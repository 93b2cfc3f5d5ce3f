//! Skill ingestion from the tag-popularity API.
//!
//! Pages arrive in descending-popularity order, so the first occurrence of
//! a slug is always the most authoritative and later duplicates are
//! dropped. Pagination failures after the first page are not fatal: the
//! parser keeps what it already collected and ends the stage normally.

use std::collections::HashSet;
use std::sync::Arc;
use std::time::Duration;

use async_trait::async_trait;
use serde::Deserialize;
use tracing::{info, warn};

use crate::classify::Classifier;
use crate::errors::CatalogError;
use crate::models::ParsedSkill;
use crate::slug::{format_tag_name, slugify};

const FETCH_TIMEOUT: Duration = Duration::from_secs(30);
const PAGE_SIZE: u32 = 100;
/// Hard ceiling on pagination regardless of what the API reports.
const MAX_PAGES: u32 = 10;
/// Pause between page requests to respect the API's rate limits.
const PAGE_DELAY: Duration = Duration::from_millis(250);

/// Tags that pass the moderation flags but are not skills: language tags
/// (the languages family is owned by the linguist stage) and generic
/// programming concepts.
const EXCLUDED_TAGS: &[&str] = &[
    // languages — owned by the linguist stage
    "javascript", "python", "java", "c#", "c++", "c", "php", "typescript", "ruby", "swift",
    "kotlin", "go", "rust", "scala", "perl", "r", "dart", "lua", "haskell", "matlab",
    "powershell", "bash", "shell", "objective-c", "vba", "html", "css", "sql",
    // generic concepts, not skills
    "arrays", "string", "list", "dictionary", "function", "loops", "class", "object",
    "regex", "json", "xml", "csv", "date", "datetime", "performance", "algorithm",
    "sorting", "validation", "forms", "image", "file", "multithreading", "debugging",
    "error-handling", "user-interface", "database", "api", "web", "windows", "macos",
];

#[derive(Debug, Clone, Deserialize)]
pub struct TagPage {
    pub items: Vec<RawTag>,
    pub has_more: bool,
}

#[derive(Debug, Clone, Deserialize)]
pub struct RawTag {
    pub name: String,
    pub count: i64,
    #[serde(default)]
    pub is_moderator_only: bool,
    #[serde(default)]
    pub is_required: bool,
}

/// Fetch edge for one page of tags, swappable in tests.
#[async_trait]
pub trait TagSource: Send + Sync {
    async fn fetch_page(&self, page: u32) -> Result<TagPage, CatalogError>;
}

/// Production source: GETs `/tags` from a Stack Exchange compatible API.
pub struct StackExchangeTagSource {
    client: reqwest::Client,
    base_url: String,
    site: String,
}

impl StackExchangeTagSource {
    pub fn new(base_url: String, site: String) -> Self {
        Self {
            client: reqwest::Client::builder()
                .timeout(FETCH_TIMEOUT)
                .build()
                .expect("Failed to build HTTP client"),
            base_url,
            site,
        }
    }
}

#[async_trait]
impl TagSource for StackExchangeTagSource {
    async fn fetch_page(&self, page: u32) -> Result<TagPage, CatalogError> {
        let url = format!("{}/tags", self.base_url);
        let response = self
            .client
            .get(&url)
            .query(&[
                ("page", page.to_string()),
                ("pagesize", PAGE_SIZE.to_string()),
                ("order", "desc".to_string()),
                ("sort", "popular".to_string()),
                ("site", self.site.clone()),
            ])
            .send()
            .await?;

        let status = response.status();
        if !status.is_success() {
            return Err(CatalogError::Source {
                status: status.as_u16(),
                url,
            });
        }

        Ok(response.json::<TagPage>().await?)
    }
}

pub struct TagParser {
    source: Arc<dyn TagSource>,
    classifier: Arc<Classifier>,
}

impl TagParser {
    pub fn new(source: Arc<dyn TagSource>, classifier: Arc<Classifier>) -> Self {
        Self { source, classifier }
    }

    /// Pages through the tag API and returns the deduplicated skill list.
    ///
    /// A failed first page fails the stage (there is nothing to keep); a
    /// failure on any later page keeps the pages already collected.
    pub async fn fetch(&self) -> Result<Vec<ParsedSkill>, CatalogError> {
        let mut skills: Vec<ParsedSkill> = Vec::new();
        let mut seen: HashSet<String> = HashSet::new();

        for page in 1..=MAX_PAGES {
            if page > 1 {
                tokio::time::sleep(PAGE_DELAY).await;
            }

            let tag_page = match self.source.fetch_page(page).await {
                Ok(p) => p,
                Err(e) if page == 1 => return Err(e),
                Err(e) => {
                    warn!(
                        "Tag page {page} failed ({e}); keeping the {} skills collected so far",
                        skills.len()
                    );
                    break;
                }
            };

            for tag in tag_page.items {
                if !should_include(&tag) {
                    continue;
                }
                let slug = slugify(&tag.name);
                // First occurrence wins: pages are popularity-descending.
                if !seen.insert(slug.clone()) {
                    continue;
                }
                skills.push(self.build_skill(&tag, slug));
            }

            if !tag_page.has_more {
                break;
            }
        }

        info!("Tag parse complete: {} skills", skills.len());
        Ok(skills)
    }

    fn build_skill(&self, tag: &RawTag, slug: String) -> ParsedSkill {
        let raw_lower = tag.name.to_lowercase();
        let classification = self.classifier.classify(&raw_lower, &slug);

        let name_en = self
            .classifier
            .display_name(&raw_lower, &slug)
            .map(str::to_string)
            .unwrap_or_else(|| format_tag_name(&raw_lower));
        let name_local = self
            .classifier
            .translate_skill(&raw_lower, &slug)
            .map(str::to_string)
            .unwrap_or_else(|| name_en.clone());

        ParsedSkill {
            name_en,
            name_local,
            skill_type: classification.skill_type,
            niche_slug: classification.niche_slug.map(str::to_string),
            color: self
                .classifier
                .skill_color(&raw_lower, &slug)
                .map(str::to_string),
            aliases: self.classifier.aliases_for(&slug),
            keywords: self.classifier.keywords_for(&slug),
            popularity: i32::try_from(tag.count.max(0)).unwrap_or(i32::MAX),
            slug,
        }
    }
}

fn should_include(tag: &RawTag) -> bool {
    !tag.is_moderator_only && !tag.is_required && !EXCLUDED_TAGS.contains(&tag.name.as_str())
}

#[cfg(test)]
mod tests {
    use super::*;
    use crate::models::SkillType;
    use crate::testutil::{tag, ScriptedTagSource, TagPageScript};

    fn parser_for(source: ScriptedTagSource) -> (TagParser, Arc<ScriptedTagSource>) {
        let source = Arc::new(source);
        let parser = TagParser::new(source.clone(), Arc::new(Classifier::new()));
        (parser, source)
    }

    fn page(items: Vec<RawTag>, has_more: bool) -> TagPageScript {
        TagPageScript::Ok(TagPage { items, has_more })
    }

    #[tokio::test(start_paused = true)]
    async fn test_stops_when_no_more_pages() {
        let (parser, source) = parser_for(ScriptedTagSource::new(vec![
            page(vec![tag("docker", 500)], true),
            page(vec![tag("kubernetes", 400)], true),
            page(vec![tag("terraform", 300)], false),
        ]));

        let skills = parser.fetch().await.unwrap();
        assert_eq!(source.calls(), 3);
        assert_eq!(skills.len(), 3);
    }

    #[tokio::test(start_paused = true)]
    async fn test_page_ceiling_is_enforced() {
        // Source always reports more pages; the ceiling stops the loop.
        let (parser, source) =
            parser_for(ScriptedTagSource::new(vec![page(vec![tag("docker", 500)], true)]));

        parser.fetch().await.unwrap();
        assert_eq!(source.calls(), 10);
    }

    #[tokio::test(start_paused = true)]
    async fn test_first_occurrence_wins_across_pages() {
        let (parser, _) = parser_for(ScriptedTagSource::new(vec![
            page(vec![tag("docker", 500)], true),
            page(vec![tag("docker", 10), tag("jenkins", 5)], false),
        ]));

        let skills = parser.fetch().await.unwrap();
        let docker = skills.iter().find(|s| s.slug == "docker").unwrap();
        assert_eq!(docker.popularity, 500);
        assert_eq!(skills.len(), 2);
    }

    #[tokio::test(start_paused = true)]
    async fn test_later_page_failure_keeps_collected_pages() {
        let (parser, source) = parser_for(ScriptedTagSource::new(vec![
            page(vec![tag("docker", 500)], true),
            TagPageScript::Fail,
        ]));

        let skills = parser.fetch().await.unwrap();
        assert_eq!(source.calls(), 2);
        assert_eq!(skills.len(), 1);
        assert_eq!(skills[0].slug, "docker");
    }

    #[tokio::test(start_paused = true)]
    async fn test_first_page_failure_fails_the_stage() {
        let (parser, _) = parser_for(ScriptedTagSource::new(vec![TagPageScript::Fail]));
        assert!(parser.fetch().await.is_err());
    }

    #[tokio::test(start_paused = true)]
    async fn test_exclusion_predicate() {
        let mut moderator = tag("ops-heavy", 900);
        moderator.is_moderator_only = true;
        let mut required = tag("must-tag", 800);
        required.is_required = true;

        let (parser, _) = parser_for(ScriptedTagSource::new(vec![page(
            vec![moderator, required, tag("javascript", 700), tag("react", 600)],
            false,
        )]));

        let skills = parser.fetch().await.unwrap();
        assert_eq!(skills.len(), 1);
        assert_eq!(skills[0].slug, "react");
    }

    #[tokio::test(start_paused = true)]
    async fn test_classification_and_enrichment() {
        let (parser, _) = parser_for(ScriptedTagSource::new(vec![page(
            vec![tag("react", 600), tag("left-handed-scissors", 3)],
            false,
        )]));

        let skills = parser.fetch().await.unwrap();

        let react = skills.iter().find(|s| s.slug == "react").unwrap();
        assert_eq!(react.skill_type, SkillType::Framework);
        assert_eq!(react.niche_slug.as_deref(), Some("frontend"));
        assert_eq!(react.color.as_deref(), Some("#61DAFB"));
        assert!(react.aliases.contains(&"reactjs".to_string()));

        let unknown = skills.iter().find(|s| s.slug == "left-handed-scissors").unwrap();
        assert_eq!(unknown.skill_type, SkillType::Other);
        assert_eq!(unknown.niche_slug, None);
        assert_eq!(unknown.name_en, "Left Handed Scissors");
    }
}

*Exercise*: Using the material above, find each line that holds "struct" and copy that line.

*Solution for this task*:
pub struct TagPage {
pub struct RawTag {
pub struct StackExchangeTagSource {
pub struct TagParser {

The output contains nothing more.